• **What to work on**:
Wherever the string "when" shows up in the data below, copy the whole line.

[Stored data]
<<<<

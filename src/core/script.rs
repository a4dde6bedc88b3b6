//! Script pipeline — rewrites one legacy GDScript source into modern syntax.
//!
//! Pure content-in/content-out; the tree walker owns all file I/O. Two
//! passes: the first detects file-scoped facts (editor-time API usage), the
//! second rewrites line by line.

use crate::core::rules::{flag_for_review, MigrationRules};
use crate::core::walker::FileMigration;

/// Migrate one script's content.
///
/// Line order is preserved, CRs in CRLF endings survive, and the `changed`
/// flag is a byte-for-byte comparison against the input.
pub fn migrate_script(content: &str, rules: &MigrationRules) -> FileMigration {
    // Pass one: a `tool` declaration may only be stripped if nothing in the
    // file references an editor-time API.
    let keep_tool = rules.references_editor_api(content);

    let mut review_markers = 0;
    let mut lines: Vec<String> = Vec::new();

    for raw in content.split('\n') {
        let (line, cr) = match raw.strip_suffix('\r') {
            Some(stripped) => (stripped, "\r"),
            None => (raw, ""),
        };

        if line.trim() == "tool" {
            if keep_tool {
                lines.push(format!("@tool{}", cr));
            }
            continue;
        }

        let outcome = rules.rewrite_line(line);
        if outcome.needs_review {
            review_markers += 1;
        }

        let (text, yield_flagged) = rewrite_yields(&outcome.text);
        if yield_flagged {
            review_markers += 1;
        }

        lines.push(format!("{}{}", text, cr));
    }

    let new_content = lines.join("\n");
    FileMigration {
        changed: new_content != content,
        content: new_content,
        review_markers,
    }
}

/// Rewrite `yield(object, "signal")` call sites on one line into
/// `await object.signal`.
///
/// The scanner is quote-aware and paren-depth-aware, so nested call
/// expressions in the first argument decompose correctly. A `yield(` call
/// that cannot be decomposed (wrong arity, computed signal name, arguments
/// continuing past the line) is left untouched and the line gains a
/// manual-review marker.
fn rewrite_yields(line: &str) -> (String, bool) {
    let mut out = String::with_capacity(line.len());
    let mut flagged = false;
    let mut in_string = false;
    let mut prev_word = false;

    let chars: Vec<(usize, char)> = line.char_indices().collect();
    let mut idx = 0;

    while idx < chars.len() {
        let (pos, c) = chars[idx];

        if in_string {
            out.push(c);
            if c == '\\' {
                if let Some(&(_, escaped)) = chars.get(idx + 1) {
                    out.push(escaped);
                    idx += 2;
                    continue;
                }
            } else if c == '"' {
                in_string = false;
            }
            idx += 1;
            continue;
        }

        if c == '"' {
            in_string = true;
            out.push(c);
            prev_word = false;
            idx += 1;
            continue;
        }

        if !prev_word && line[pos..].starts_with("yield") && is_call_site(line, pos + 5) {
            let open = pos + 5 + whitespace_len(&line[pos + 5..]);
            match parse_call_args(line, open) {
                Some((end, args)) => {
                    if let Some(awaited) = await_form(&args) {
                        out.push_str(&awaited);
                    } else {
                        flagged = true;
                        out.push_str(&line[pos..end]);
                    }
                    while idx < chars.len() && chars[idx].0 < end {
                        idx += 1;
                    }
                    prev_word = true;
                    continue;
                }
                None => {
                    // Arguments continue past this line; hands off.
                    flagged = true;
                    out.push_str(&line[pos..]);
                    idx = chars.len();
                    continue;
                }
            }
        }

        out.push(c);
        prev_word = c.is_alphanumeric() || c == '_';
        idx += 1;
    }

    if flagged {
        out = flag_for_review(&out, "yield");
    }
    (out, flagged)
}

/// True when the text at `after` (the end of the `yield` keyword) is a word
/// boundary followed, modulo whitespace, by an opening paren.
fn is_call_site(line: &str, after: usize) -> bool {
    let rest = &line[after..];
    match rest.chars().next() {
        Some(c) if c.is_alphanumeric() || c == '_' => false,
        _ => rest.trim_start().starts_with('('),
    }
}

fn whitespace_len(s: &str) -> usize {
    s.len() - s.trim_start().len()
}

/// Parse a balanced argument list starting at the opening paren at byte
/// index `open`. Returns the byte index just past the closing paren and the
/// top-level comma-separated arguments, or `None` if the list does not
/// close on this line.
fn parse_call_args(line: &str, open: usize) -> Option<(usize, Vec<String>)> {
    let mut depth: i32 = 1;
    let mut in_string = false;
    let mut escaped = false;
    let mut args = Vec::new();
    let mut current = String::new();

    for (off, c) in line[open + 1..].char_indices() {
        let abs = open + 1 + off;

        if in_string {
            current.push(c);
            if escaped {
                escaped = false;
            } else if c == '\\' {
                escaped = true;
            } else if c == '"' {
                in_string = false;
            }
            continue;
        }

        match c {
            '"' => {
                in_string = true;
                current.push(c);
            }
            '(' | '[' | '{' => {
                depth += 1;
                current.push(c);
            }
            ')' => {
                depth -= 1;
                if depth == 0 {
                    let last = current.trim().to_string();
                    if !last.is_empty() || !args.is_empty() {
                        args.push(last);
                    }
                    return Some((abs + 1, args));
                }
                current.push(c);
            }
            ']' | '}' => {
                depth -= 1;
                current.push(c);
            }
            ',' if depth == 1 => {
                args.push(current.trim().to_string());
                current.clear();
            }
            _ => current.push(c),
        }
    }

    None
}

/// `(object, "signal")` → `await object.signal`, for exactly that shape.
fn await_form(args: &[String]) -> Option<String> {
    if args.len() != 2 {
        return None;
    }

    let object = args[0].trim();
    let signal = args[1].trim().strip_prefix('"')?.strip_suffix('"')?;

    let valid_signal = !signal.is_empty()
        && !signal.starts_with(|c: char| c.is_ascii_digit())
        && signal.chars().all(|c| c.is_alphanumeric() || c == '_');

    if object.is_empty() || !valid_signal {
        return None;
    }

    Some(format!("await {}.{}", object, signal))
}
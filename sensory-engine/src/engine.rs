//! Engine facade
//!
//! The operations the surrounding application calls: build and read
//! randomization tables, seat evaluators, resolve the next sample, accept
//! submissions and produce reports. Every store call is bounded by the
//! configured persistence timeout; an elapsed timeout surfaces as a
//! retryable `PersistenceFailure` and, because the store's writes are
//! transactional, never leaves partial state behind.

use std::collections::HashSet;
use std::future::Future;
use std::sync::Arc;

use chrono::Utc;
use serde::Serialize;
use sensory_common::config::EngineSettings;
use sensory_common::{
    Error, EvaluatorPosition, Evaluation, ProductType, RandomizationTable, Result,
};
use tracing::{debug, error, info, warn};
use uuid::Uuid;

use crate::guard::SubmissionGuard;
use crate::randomization::{self, RandomizationPlan};
use crate::report::{self, HedonicReport, JarReport};
use crate::resolver::{self, Resolution};
use crate::store::AssignmentStore;
use crate::submission::{self, DroppedRating, EvaluationPayload};

/// What an evaluator should rate next
#[derive(Debug, Clone, PartialEq, Eq, Serialize)]
#[serde(tag = "status", rename_all = "snake_case")]
pub enum NextSample {
    /// Rate this sample. Only the blind code is exposed, never brand or retailer.
    Assigned {
        product_type_id: Uuid,
        product_type_name: String,
        sample_id: Uuid,
        blind_code: String,
        presentation_order: u32,
        sample_count: usize,
    },
    /// Nothing left to rate
    Complete,
}

/// Result of a submission that was not rejected
#[derive(Debug, Clone, PartialEq, Serialize)]
#[serde(tag = "status", rename_all = "snake_case")]
pub enum SubmissionOutcome {
    Accepted {
        evaluation: Evaluation,
        dropped: Vec<DroppedRating>,
        next: NextSample,
    },
    /// The pair was already stored; the evaluator simply moves on
    AlreadyEvaluated { next: NextSample },
}

/// Per-product-type progress of one evaluator
#[derive(Debug, Clone, PartialEq, Eq, Serialize)]
pub struct ProductTypeProgress {
    pub product_type_id: Uuid,
    pub name: String,
    pub randomized: bool,
    pub completed: usize,
    pub total: usize,
}

/// Balanced-assignment and delivery engine
pub struct Engine {
    store: Arc<dyn AssignmentStore>,
    guard: SubmissionGuard,
    settings: EngineSettings,
}

impl Engine {
    pub fn new(store: Arc<dyn AssignmentStore>, settings: EngineSettings) -> Self {
        Self {
            store,
            guard: SubmissionGuard::new(),
            settings,
        }
    }

    pub fn settings(&self) -> &EngineSettings {
        &self.settings
    }

    pub fn guard(&self) -> &SubmissionGuard {
        &self.guard
    }

    /// Run a store call under the persistence timeout
    async fn timed<T>(&self, operation: &'static str, call: impl Future<Output = Result<T>>) -> Result<T> {
        let timeout = self.settings.persistence_timeout;
        match tokio::time::timeout(timeout, call).await {
            Ok(result) => result,
            Err(_) => {
                error!(operation, timeout_ms = timeout.as_millis() as u64, "Store call timed out");
                Err(Error::PersistenceFailure(format!(
                    "{} timed out after {} ms",
                    operation,
                    timeout.as_millis()
                )))
            }
        }
    }

    async fn require_product_type(&self, product_type_id: Uuid) -> Result<ProductType> {
        self.timed("load product type", self.store.product_type(product_type_id))
            .await?
            .ok_or_else(|| Error::NotFound(format!("product type {}", product_type_id)))
    }

    /// Build and persist the randomization table of a product type
    ///
    /// Refused with `AlreadyRandomized` when a table exists, unless
    /// `replace` is set; replacing deletes every evaluation already
    /// submitted for the product type.
    pub async fn build_randomization(
        &self,
        product_type_id: Uuid,
        replace: bool,
    ) -> Result<RandomizationTable> {
        let product_type = self.require_product_type(product_type_id).await?;

        if !replace
            && self
                .timed("load randomization", self.store.randomization(product_type_id))
                .await?
                .is_some()
        {
            return Err(Error::AlreadyRandomized(product_type_id));
        }

        let samples = self.timed("load samples", self.store.samples(product_type_id)).await?;

        let RandomizationPlan { table, blind_codes } = randomization::build_plan(
            product_type_id,
            &samples,
            self.settings.evaluator_slots,
            &mut rand::thread_rng(),
        )?;

        self.timed(
            "save randomization",
            self.store.save_randomization(&table, &blind_codes, replace),
        )
        .await?;

        if replace {
            warn!(
                product_type = %product_type_id,
                name = %product_type.name,
                samples = samples.len(),
                "Replaced randomization table"
            );
        } else {
            info!(
                product_type = %product_type_id,
                name = %product_type.name,
                samples = samples.len(),
                evaluator_slots = table.rows(),
                "Built randomization table"
            );
        }

        Ok(table)
    }

    pub async fn get_randomization(&self, product_type_id: Uuid) -> Result<Option<RandomizationTable>> {
        self.timed("load randomization", self.store.randomization(product_type_id))
            .await
    }

    /// Seat an evaluator for an event (idempotent)
    pub async fn register_evaluator(&self, event_id: Uuid, evaluator_id: Uuid) -> Result<EvaluatorPosition> {
        let position = self
            .timed(
                "register evaluator",
                self.store
                    .register_evaluator(event_id, evaluator_id, self.settings.evaluator_slots),
            )
            .await?;
        debug!(event = %event_id, evaluator = %evaluator_id, position = position.get(), "Evaluator seated");
        Ok(position)
    }

    async fn require_position(&self, event_id: Uuid, evaluator_id: Uuid) -> Result<EvaluatorPosition> {
        self.timed(
            "load evaluator position",
            self.store.evaluator_position(event_id, evaluator_id),
        )
        .await?
        .ok_or_else(|| {
            Error::NotFound(format!(
                "evaluator {} is not registered for event {}",
                evaluator_id, event_id
            ))
        })
    }

    /// Product types to walk, in display order
    async fn product_types_in_scope(
        &self,
        event_id: Uuid,
        product_type_id: Option<Uuid>,
    ) -> Result<Vec<ProductType>> {
        match product_type_id {
            Some(id) => {
                let product_type = self.require_product_type(id).await?;
                if product_type.event_id != event_id {
                    return Err(Error::NotFound(format!(
                        "product type {} in event {}",
                        id, event_id
                    )));
                }
                Ok(vec![product_type])
            }
            None => {
                self.timed(
                    "load product types",
                    self.store.product_types_for_event(event_id),
                )
                .await
            }
        }
    }

    /// Compute the sample this evaluator must rate next
    ///
    /// With `product_type_id`, only that product type is considered;
    /// otherwise the event's product types are walked in display order and
    /// a later one is only reached once the earlier ones are complete.
    /// Product types without a table are skipped. `completed` is the
    /// caller's snapshot of rated sample ids; when `None` it is read fresh
    /// from the store for each product type.
    pub async fn resolve_next_sample(
        &self,
        evaluator_id: Uuid,
        event_id: Uuid,
        product_type_id: Option<Uuid>,
        completed: Option<&HashSet<Uuid>>,
    ) -> Result<NextSample> {
        let position = self.require_position(event_id, evaluator_id).await?;

        for product_type in self.product_types_in_scope(event_id, product_type_id).await? {
            let Some(table) = self
                .timed("load randomization", self.store.randomization(product_type.id))
                .await?
            else {
                debug!(product_type = %product_type.id, "Skipping product type without randomization");
                continue;
            };

            let fetched;
            let completed = match completed {
                Some(snapshot) => snapshot,
                None => {
                    fetched = self
                        .timed(
                            "load completed samples",
                            self.store
                                .completed_sample_ids(event_id, evaluator_id, product_type.id),
                        )
                        .await?;
                    &fetched
                }
            };

            if let Resolution::Next(entry) = resolver::resolve(position, &table, completed)? {
                return Ok(NextSample::Assigned {
                    product_type_id: product_type.id,
                    product_type_name: product_type.name,
                    sample_id: entry.sample_id,
                    blind_code: entry.blind_code.clone(),
                    presentation_order: entry.presentation_order,
                    sample_count: table.sample_count(),
                });
            }
        }

        Ok(NextSample::Complete)
    }

    /// Validate and store one evaluation
    ///
    /// Fails with `NotFound` for an unknown product type, then with
    /// `IncompleteSubmission`/`InvalidInput` before any write,
    /// `SubmissionInFlight` while the same pair is being written by another
    /// request, and `DuplicateEvaluation` when the pair is already stored.
    pub async fn submit_evaluation(
        &self,
        evaluator_id: Uuid,
        sample_id: Uuid,
        product_type_id: Uuid,
        event_id: Uuid,
        payload: &EvaluationPayload,
    ) -> Result<(Evaluation, Vec<DroppedRating>)> {
        let product_type = self.require_product_type(product_type_id).await?;
        if product_type.event_id != event_id {
            return Err(Error::invalid(
                "product_type_id",
                format!("product type {} does not belong to event {}", product_type_id, event_id),
            ));
        }

        let attributes = self
            .timed("load JAR attributes", self.store.jar_attributes(product_type_id))
            .await?;
        let ratings = submission::validate(payload, &attributes, self.settings.jar_range_policy)?;

        let _token = self.guard.try_acquire(evaluator_id, sample_id)?;

        let samples = self.timed("load samples", self.store.samples(product_type_id)).await?;
        if !samples.iter().any(|s| s.id == sample_id) {
            return Err(Error::invalid(
                "sample_id",
                format!("sample {} does not belong to product type {}", sample_id, product_type_id),
            ));
        }
        self.require_position(event_id, evaluator_id).await?;

        let evaluation = Evaluation {
            id: Uuid::new_v4(),
            event_id,
            product_type_id,
            sample_id,
            evaluator_id,
            hedonic: ratings.hedonic,
            jar: ratings.jar,
            created_at: Utc::now(),
        };

        match self
            .timed("insert evaluation", self.store.insert_evaluation(&evaluation))
            .await
        {
            Ok(()) => {
                info!(
                    evaluator = %evaluator_id,
                    sample = %sample_id,
                    product_type = %product_type_id,
                    "Evaluation recorded"
                );
                Ok((evaluation, ratings.dropped))
            }
            Err(e @ Error::DuplicateEvaluation { .. }) => {
                info!(evaluator = %evaluator_id, sample = %sample_id, "Sample already evaluated");
                Err(e)
            }
            Err(e) => Err(e),
        }
    }

    /// Submit, then resolve what comes next
    ///
    /// A duplicate is not an error here: the evaluator is told the sample
    /// was already evaluated and advanced to the next one.
    pub async fn submit_and_advance(
        &self,
        evaluator_id: Uuid,
        sample_id: Uuid,
        product_type_id: Uuid,
        event_id: Uuid,
        payload: &EvaluationPayload,
    ) -> Result<SubmissionOutcome> {
        match self
            .submit_evaluation(evaluator_id, sample_id, product_type_id, event_id, payload)
            .await
        {
            Ok((evaluation, dropped)) => {
                let next = self
                    .resolve_next_sample(evaluator_id, event_id, None, None)
                    .await?;
                Ok(SubmissionOutcome::Accepted {
                    evaluation,
                    dropped,
                    next,
                })
            }
            Err(Error::DuplicateEvaluation { .. }) => {
                let next = self
                    .resolve_next_sample(evaluator_id, event_id, None, None)
                    .await?;
                Ok(SubmissionOutcome::AlreadyEvaluated { next })
            }
            Err(e) => Err(e),
        }
    }

    /// Completed/total samples per product type for one evaluator
    pub async fn evaluator_progress(
        &self,
        event_id: Uuid,
        evaluator_id: Uuid,
    ) -> Result<Vec<ProductTypeProgress>> {
        let product_types = self.product_types_in_scope(event_id, None).await?;
        let mut progress = Vec::with_capacity(product_types.len());

        for product_type in product_types {
            let total = self
                .timed("load samples", self.store.samples(product_type.id))
                .await?
                .len();
            let completed = self
                .timed(
                    "load completed samples",
                    self.store
                        .completed_sample_ids(event_id, evaluator_id, product_type.id),
                )
                .await?
                .len();
            progress.push(ProductTypeProgress {
                product_type_id: product_type.id,
                name: product_type.name,
                randomized: product_type.has_randomization,
                completed,
                total,
            });
        }

        Ok(progress)
    }

    pub async fn generate_hedonic_report(&self, product_type_id: Uuid) -> Result<HedonicReport> {
        self.require_product_type(product_type_id).await?;
        let samples = self.timed("load samples", self.store.samples(product_type_id)).await?;
        let evaluations = self
            .timed("load evaluations", self.store.evaluations(product_type_id))
            .await?;
        Ok(report::hedonic_report(product_type_id, &samples, &evaluations))
    }

    pub async fn generate_jar_report(&self, product_type_id: Uuid) -> Result<JarReport> {
        self.require_product_type(product_type_id).await?;
        let attributes = self
            .timed("load JAR attributes", self.store.jar_attributes(product_type_id))
            .await?;
        let samples = self.timed("load samples", self.store.samples(product_type_id)).await?;
        let evaluations = self
            .timed("load evaluations", self.store.evaluations(product_type_id))
            .await?;
        Ok(report::jar_report(product_type_id, &attributes, &samples, &evaluations))
    }
}
//! In-memory [`AssignmentStore`] for tests
//!
//! A single `RwLock` around all state gives the same atomicity the SQLite
//! transaction does: a randomization write is validated completely before
//! anything is mutated.

use std::collections::{HashMap, HashSet};
use std::time::Duration;

use async_trait::async_trait;
use sensory_common::{
    Error, EvaluatorPosition, Evaluation, JarAttribute, ProductType, RandomizationTable, Result,
    Sample,
};
use tokio::sync::RwLock;
use uuid::Uuid;

use super::{lowest_free_position, AssignmentStore};

#[derive(Debug, Default)]
struct State {
    product_types: HashMap<Uuid, ProductType>,
    /// Entry order is insertion order
    samples: Vec<Sample>,
    jar_attributes: Vec<JarAttribute>,
    tables: HashMap<Uuid, RandomizationTable>,
    positions: HashMap<(Uuid, Uuid), EvaluatorPosition>,
    evaluations: Vec<Evaluation>,
    /// Simulated latency before each write
    write_delay: Option<Duration>,
}

#[derive(Debug, Default)]
pub struct MemoryStore {
    state: RwLock<State>,
}

impl MemoryStore {
    pub fn new() -> Self {
        Self::default()
    }

    pub async fn add_product_type(&self, product_type: ProductType) {
        self.state
            .write()
            .await
            .product_types
            .insert(product_type.id, product_type);
    }

    pub async fn add_sample(&self, sample: Sample) {
        self.state.write().await.samples.push(sample);
    }

    pub async fn add_jar_attribute(&self, attribute: JarAttribute) {
        self.state.write().await.jar_attributes.push(attribute);
    }

    /// Delay every write by `delay`, e.g. to trip the engine's timeout
    pub async fn set_write_delay(&self, delay: Option<Duration>) {
        self.state.write().await.write_delay = delay;
    }

    async fn simulate_latency(&self) {
        let delay = self.state.read().await.write_delay;
        if let Some(delay) = delay {
            tokio::time::sleep(delay).await;
        }
    }
}

#[async_trait]
impl AssignmentStore for MemoryStore {
    async fn product_type(&self, product_type_id: Uuid) -> Result<Option<ProductType>> {
        Ok(self.state.read().await.product_types.get(&product_type_id).cloned())
    }

    async fn product_types_for_event(&self, event_id: Uuid) -> Result<Vec<ProductType>> {
        let state = self.state.read().await;
        let mut product_types: Vec<ProductType> = state
            .product_types
            .values()
            .filter(|pt| pt.event_id == event_id)
            .cloned()
            .collect();
        product_types.sort_by_key(|pt| (pt.display_order, pt.name.clone()));
        Ok(product_types)
    }

    async fn samples(&self, product_type_id: Uuid) -> Result<Vec<Sample>> {
        Ok(self
            .state
            .read()
            .await
            .samples
            .iter()
            .filter(|s| s.product_type_id == product_type_id)
            .cloned()
            .collect())
    }

    async fn jar_attributes(&self, product_type_id: Uuid) -> Result<Vec<JarAttribute>> {
        let state = self.state.read().await;
        let mut attributes: Vec<JarAttribute> = state
            .jar_attributes
            .iter()
            .filter(|a| a.product_type_id == product_type_id)
            .cloned()
            .collect();
        attributes.sort_by_key(|a| a.display_order);
        Ok(attributes)
    }

    async fn randomization(&self, product_type_id: Uuid) -> Result<Option<RandomizationTable>> {
        Ok(self.state.read().await.tables.get(&product_type_id).cloned())
    }

    async fn save_randomization(
        &self,
        table: &RandomizationTable,
        blind_codes: &[(Uuid, String)],
        replace: bool,
    ) -> Result<()> {
        self.simulate_latency().await;

        let mut state = self.state.write().await;
        let product_type_id = table.product_type_id;

        if !state.product_types.contains_key(&product_type_id) {
            return Err(Error::NotFound(format!("product type {product_type_id}")));
        }
        if state.tables.contains_key(&product_type_id) && !replace {
            return Err(Error::AlreadyRandomized(product_type_id));
        }
        let codes: HashMap<Uuid, &String> = blind_codes.iter().map(|(id, c)| (*id, c)).collect();
        let owned: HashSet<Uuid> = state
            .samples
            .iter()
            .filter(|s| s.product_type_id == product_type_id)
            .map(|s| s.id)
            .collect();
        if let Some(stray) = codes.keys().find(|id| !owned.contains(id)) {
            return Err(Error::invalid(
                "blind_codes",
                format!("sample {stray} does not belong to product type {product_type_id}"),
            ));
        }

        if replace {
            state.evaluations.retain(|e| e.product_type_id != product_type_id);
        }
        for sample in state
            .samples
            .iter_mut()
            .filter(|s| s.product_type_id == product_type_id)
        {
            sample.blind_code = codes.get(&sample.id).map(|c| c.to_string());
        }
        state.tables.insert(product_type_id, table.clone());
        if let Some(pt) = state.product_types.get_mut(&product_type_id) {
            pt.has_randomization = true;
        }
        Ok(())
    }

    async fn evaluator_position(
        &self,
        event_id: Uuid,
        evaluator_id: Uuid,
    ) -> Result<Option<EvaluatorPosition>> {
        Ok(self
            .state
            .read()
            .await
            .positions
            .get(&(event_id, evaluator_id))
            .copied())
    }

    async fn register_evaluator(
        &self,
        event_id: Uuid,
        evaluator_id: Uuid,
        slots: u8,
    ) -> Result<EvaluatorPosition> {
        let mut state = self.state.write().await;
        if let Some(position) = state.positions.get(&(event_id, evaluator_id)) {
            return Ok(*position);
        }

        let taken: HashSet<u8> = state
            .positions
            .iter()
            .filter(|((event, _), _)| *event == event_id)
            .map(|(_, p)| p.get())
            .collect();
        let position = lowest_free_position(&taken, slots).ok_or(Error::NoAssignment {
            position: slots.saturating_add(1),
            rows: slots as usize,
        })?;

        state.positions.insert((event_id, evaluator_id), position);
        Ok(position)
    }

    async fn completed_sample_ids(
        &self,
        event_id: Uuid,
        evaluator_id: Uuid,
        product_type_id: Uuid,
    ) -> Result<HashSet<Uuid>> {
        Ok(self
            .state
            .read()
            .await
            .evaluations
            .iter()
            .filter(|e| {
                e.event_id == event_id
                    && e.evaluator_id == evaluator_id
                    && e.product_type_id == product_type_id
            })
            .map(|e| e.sample_id)
            .collect())
    }

    async fn insert_evaluation(&self, evaluation: &Evaluation) -> Result<()> {
        self.simulate_latency().await;

        let mut state = self.state.write().await;
        let duplicate = state.evaluations.iter().any(|e| {
            e.evaluator_id == evaluation.evaluator_id
                && e.sample_id == evaluation.sample_id
                && e.event_id == evaluation.event_id
        });
        if duplicate {
            return Err(Error::DuplicateEvaluation {
                evaluator: evaluation.evaluator_id,
                sample: evaluation.sample_id,
            });
        }

        state.evaluations.push(evaluation.clone());
        Ok(())
    }

    async fn evaluations(&self, product_type_id: Uuid) -> Result<Vec<Evaluation>> {
        Ok(self
            .state
            .read()
            .await
            .evaluations
            .iter()
            .filter(|e| e.product_type_id == product_type_id)
            .cloned()
            .collect())
    }
}
//! Common error types for the sensory engine

use thiserror::Error;
use uuid::Uuid;

/// Common result type for engine operations
pub type Result<T> = std::result::Result<T, Error>;

/// Common error types across the sensory engine
#[derive(Error, Debug)]
pub enum Error {
    /// Database operation error (wraps sqlx::Error)
    #[error("Database error: {0}")]
    Database(#[from] sqlx::Error),

    /// I/O operation error (wraps std::io::Error)
    #[error("IO error: {0}")]
    Io(#[from] std::io::Error),

    /// Configuration loading or validation error
    #[error("Configuration error: {0}")]
    Config(String),

    /// Requested resource not found
    #[error("Not found: {0}")]
    NotFound(String),

    /// Invalid user input; names the offending field and the violated bound
    #[error("Invalid input: {field}: {reason}")]
    InvalidInput { field: String, reason: String },

    /// A randomization table already exists for the product type
    #[error("Product type {0} is already randomized")]
    AlreadyRandomized(Uuid),

    /// Evaluator position has no row in the randomization table
    #[error("No assignment for evaluator position {position} (table has {rows} rows)")]
    NoAssignment { position: u8, rows: usize },

    /// The evaluator already has a stored evaluation for this sample
    #[error("Evaluator {evaluator} already evaluated sample {sample}")]
    DuplicateEvaluation { evaluator: Uuid, sample: Uuid },

    /// Another submission for the same (evaluator, sample) pair is in flight
    #[error("duplicate-in-flight: evaluator {evaluator}, sample {sample}")]
    SubmissionInFlight { evaluator: Uuid, sample: Uuid },

    /// A required field is missing from a submission
    #[error("Incomplete submission: missing {0}")]
    IncompleteSubmission(String),

    /// Transport, transaction or timeout failure from the store
    #[error("Persistence failure: {0}")]
    PersistenceFailure(String),

    /// Internal server error
    #[error("Internal error: {0}")]
    Internal(String),
}

impl Error {
    /// Shorthand for [`Error::InvalidInput`]
    pub fn invalid(field: impl Into<String>, reason: impl Into<String>) -> Self {
        Error::InvalidInput {
            field: field.into(),
            reason: reason.into(),
        }
    }

    /// Whether the caller may safely retry the failed operation
    pub fn is_retryable(&self) -> bool {
        match self {
            Error::PersistenceFailure(_) => true,
            Error::Database(db_err) => matches!(
                db_err,
                sqlx::Error::PoolTimedOut | sqlx::Error::Io(_) | sqlx::Error::PoolClosed
            ) || db_err.to_string().contains("database is locked"),
            _ => false,
        }
    }

    /// Stable machine-readable name used in API error bodies
    pub fn kind(&self) -> &'static str {
        match self {
            Error::Database(_) => "database",
            Error::Io(_) => "io",
            Error::Config(_) => "config",
            Error::NotFound(_) => "not_found",
            Error::InvalidInput { .. } => "invalid_input",
            Error::AlreadyRandomized(_) => "already_randomized",
            Error::NoAssignment { .. } => "no_assignment",
            Error::DuplicateEvaluation { .. } => "duplicate_evaluation",
            Error::SubmissionInFlight { .. } => "duplicate_in_flight",
            Error::IncompleteSubmission(_) => "incomplete_submission",
            Error::PersistenceFailure(_) => "persistence_failure",
            Error::Internal(_) => "internal",
        }
    }
}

>>>>

• **Task solution**:
/// True when the text at `after` (the end of the `yield` keyword) is a word
    /// Refused with `AlreadyRandomized` when a table exists, unless
    /// caller's snapshot of rated sample ids; when `None` it is read fresh
    /// request, and `DuplicateEvaluation` when the pair is already stored.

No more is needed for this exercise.